WORK INSTRUCTION.
A word-for-word restatement of the full listing is required.

GIVEN DATA.
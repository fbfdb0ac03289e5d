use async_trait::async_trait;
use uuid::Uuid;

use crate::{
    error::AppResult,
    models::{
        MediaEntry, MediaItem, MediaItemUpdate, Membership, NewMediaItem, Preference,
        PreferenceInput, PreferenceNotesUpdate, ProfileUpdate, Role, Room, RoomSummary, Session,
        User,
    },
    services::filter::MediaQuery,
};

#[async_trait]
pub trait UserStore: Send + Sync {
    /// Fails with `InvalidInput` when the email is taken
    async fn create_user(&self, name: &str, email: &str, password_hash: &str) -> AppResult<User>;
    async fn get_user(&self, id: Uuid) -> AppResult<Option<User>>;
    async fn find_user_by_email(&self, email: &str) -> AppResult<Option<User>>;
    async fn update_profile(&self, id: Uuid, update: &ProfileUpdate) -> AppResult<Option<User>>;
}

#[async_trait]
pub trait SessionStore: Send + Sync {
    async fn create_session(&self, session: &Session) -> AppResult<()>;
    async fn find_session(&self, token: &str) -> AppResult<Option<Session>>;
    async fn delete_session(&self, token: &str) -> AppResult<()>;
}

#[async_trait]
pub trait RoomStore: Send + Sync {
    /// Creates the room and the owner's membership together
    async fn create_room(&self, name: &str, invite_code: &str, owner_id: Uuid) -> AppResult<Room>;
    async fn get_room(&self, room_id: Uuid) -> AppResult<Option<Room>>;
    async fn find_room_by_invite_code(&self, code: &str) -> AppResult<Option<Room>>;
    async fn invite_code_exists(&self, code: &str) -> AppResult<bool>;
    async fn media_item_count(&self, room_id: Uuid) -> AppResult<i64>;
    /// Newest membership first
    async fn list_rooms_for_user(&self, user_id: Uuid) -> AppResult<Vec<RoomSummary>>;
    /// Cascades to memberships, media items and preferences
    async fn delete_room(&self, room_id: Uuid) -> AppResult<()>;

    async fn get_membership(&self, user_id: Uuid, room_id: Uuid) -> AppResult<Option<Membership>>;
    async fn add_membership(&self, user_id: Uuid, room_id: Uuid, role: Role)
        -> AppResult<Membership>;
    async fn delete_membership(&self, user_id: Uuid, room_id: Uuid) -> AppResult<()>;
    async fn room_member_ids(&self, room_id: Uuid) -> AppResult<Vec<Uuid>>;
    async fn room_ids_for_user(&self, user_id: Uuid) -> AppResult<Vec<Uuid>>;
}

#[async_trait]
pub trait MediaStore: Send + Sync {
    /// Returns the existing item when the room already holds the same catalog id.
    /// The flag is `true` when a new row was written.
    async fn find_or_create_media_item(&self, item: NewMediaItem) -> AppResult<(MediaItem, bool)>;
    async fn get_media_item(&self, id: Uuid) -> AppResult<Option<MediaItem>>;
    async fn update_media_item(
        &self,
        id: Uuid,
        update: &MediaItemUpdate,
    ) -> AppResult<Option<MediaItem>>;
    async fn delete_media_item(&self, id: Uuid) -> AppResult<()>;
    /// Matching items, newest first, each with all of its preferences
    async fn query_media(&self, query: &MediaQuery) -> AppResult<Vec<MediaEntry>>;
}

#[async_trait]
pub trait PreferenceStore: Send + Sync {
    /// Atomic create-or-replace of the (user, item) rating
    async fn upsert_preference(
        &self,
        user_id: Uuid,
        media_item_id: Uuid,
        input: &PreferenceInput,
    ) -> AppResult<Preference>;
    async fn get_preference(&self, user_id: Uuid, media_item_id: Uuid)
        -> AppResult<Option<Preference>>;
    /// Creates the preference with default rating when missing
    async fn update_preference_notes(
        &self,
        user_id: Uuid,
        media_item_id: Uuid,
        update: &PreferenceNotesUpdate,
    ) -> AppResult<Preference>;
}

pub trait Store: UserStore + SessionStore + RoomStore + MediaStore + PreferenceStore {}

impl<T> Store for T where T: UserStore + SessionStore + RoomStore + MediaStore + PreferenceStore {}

TASK RESULT.
repository fbfdb0ac03289e5d
use async_trait::async_trait;
use uuid::Uuid;

use crate::{
    error::AppResult,
    models::{
        MediaEntry, MediaItem, MediaItemUpdate, Membership, NewMediaItem, Preference,
        PreferenceInput, PreferenceNotesUpdate, ProfileUpdate, Role, Room, RoomSummary, Session,
        User,
    },
    services::filter::MediaQuery,
};

#[async_trait]
pub trait UserStore: Send + Sync {
    /// Fails with `InvalidInput` when the email is taken
    async fn create_user(&self, name: &str, email: &str, password_hash: &str) -> AppResult<User>;
    async fn get_user(&self, id: Uuid) -> AppResult<Option<User>>;
    async fn find_user_by_email(&self, email: &str) -> AppResult<Option<User>>;
    async fn update_profile(&self, id: Uuid, update: &ProfileUpdate) -> AppResult<Option<User>>;
}

#[async_trait]
pub trait SessionStore: Send + Sync {
    async fn create_session(&self, session: &Session) -> AppResult<()>;
    async fn find_session(&self, token: &str) -> AppResult<Option<Session>>;
    async fn delete_session(&self, token: &str) -> AppResult<()>;
}

#[async_trait]
pub trait RoomStore: Send + Sync {
    /// Creates the room and the owner's membership together
    async fn create_room(&self, name: &str, invite_code: &str, owner_id: Uuid) -> AppResult<Room>;
    async fn get_room(&self, room_id: Uuid) -> AppResult<Option<Room>>;
    async fn find_room_by_invite_code(&self, code: &str) -> AppResult<Option<Room>>;
    async fn invite_code_exists(&self, code: &str) -> AppResult<bool>;
    async fn media_item_count(&self, room_id: Uuid) -> AppResult<i64>;
    /// Newest membership first
    async fn list_rooms_for_user(&self, user_id: Uuid) -> AppResult<Vec<RoomSummary>>;
    /// Cascades to memberships, media items and preferences
    async fn delete_room(&self, room_id: Uuid) -> AppResult<()>;

    async fn get_membership(&self, user_id: Uuid, room_id: Uuid) -> AppResult<Option<Membership>>;
    async fn add_membership(&self, user_id: Uuid, room_id: Uuid, role: Role)
        -> AppResult<Membership>;
    async fn delete_membership(&self, user_id: Uuid, room_id: Uuid) -> AppResult<()>;
    async fn room_member_ids(&self, room_id: Uuid) -> AppResult<Vec<Uuid>>;
    async fn room_ids_for_user(&self, user_id: Uuid) -> AppResult<Vec<Uuid>>;
}

#[async_trait]
pub trait MediaStore: Send + Sync {
    /// Returns the existing item when the room already holds the same catalog id.
    /// The flag is `true` when a new row was written.
    async fn find_or_create_media_item(&self, item: NewMediaItem) -> AppResult<(MediaItem, bool)>;
    async fn get_media_item(&self, id: Uuid) -> AppResult<Option<MediaItem>>;
    async fn update_media_item(
        &self,
        id: Uuid,
        update: &MediaItemUpdate,
    ) -> AppResult<Option<MediaItem>>;
    async fn delete_media_item(&self, id: Uuid) -> AppResult<()>;
    /// Matching items, newest first, each with all of its preferences
    async fn query_media(&self, query: &MediaQuery) -> AppResult<Vec<MediaEntry>>;
}

#[async_trait]
pub trait PreferenceStore: Send + Sync {
    /// Atomic create-or-replace of the (user, item) rating
    async fn upsert_preference(
        &self,
        user_id: Uuid,
        media_item_id: Uuid,
        input: &PreferenceInput,
    ) -> AppResult<Preference>;
    async fn get_preference(&self, user_id: Uuid, media_item_id: Uuid)
        -> AppResult<Option<Preference>>;
    /// Creates the preference with default rating when missing
    async fn update_preference_notes(
        &self,
        user_id: Uuid,
        media_item_id: Uuid,
        update: &PreferenceNotesUpdate,
    ) -> AppResult<Preference>;
}

pub trait Store: UserStore + SessionStore + RoomStore + MediaStore + PreferenceStore {}

impl<T> Store for T where T: UserStore + SessionStore + RoomStore + MediaStore + PreferenceStore {}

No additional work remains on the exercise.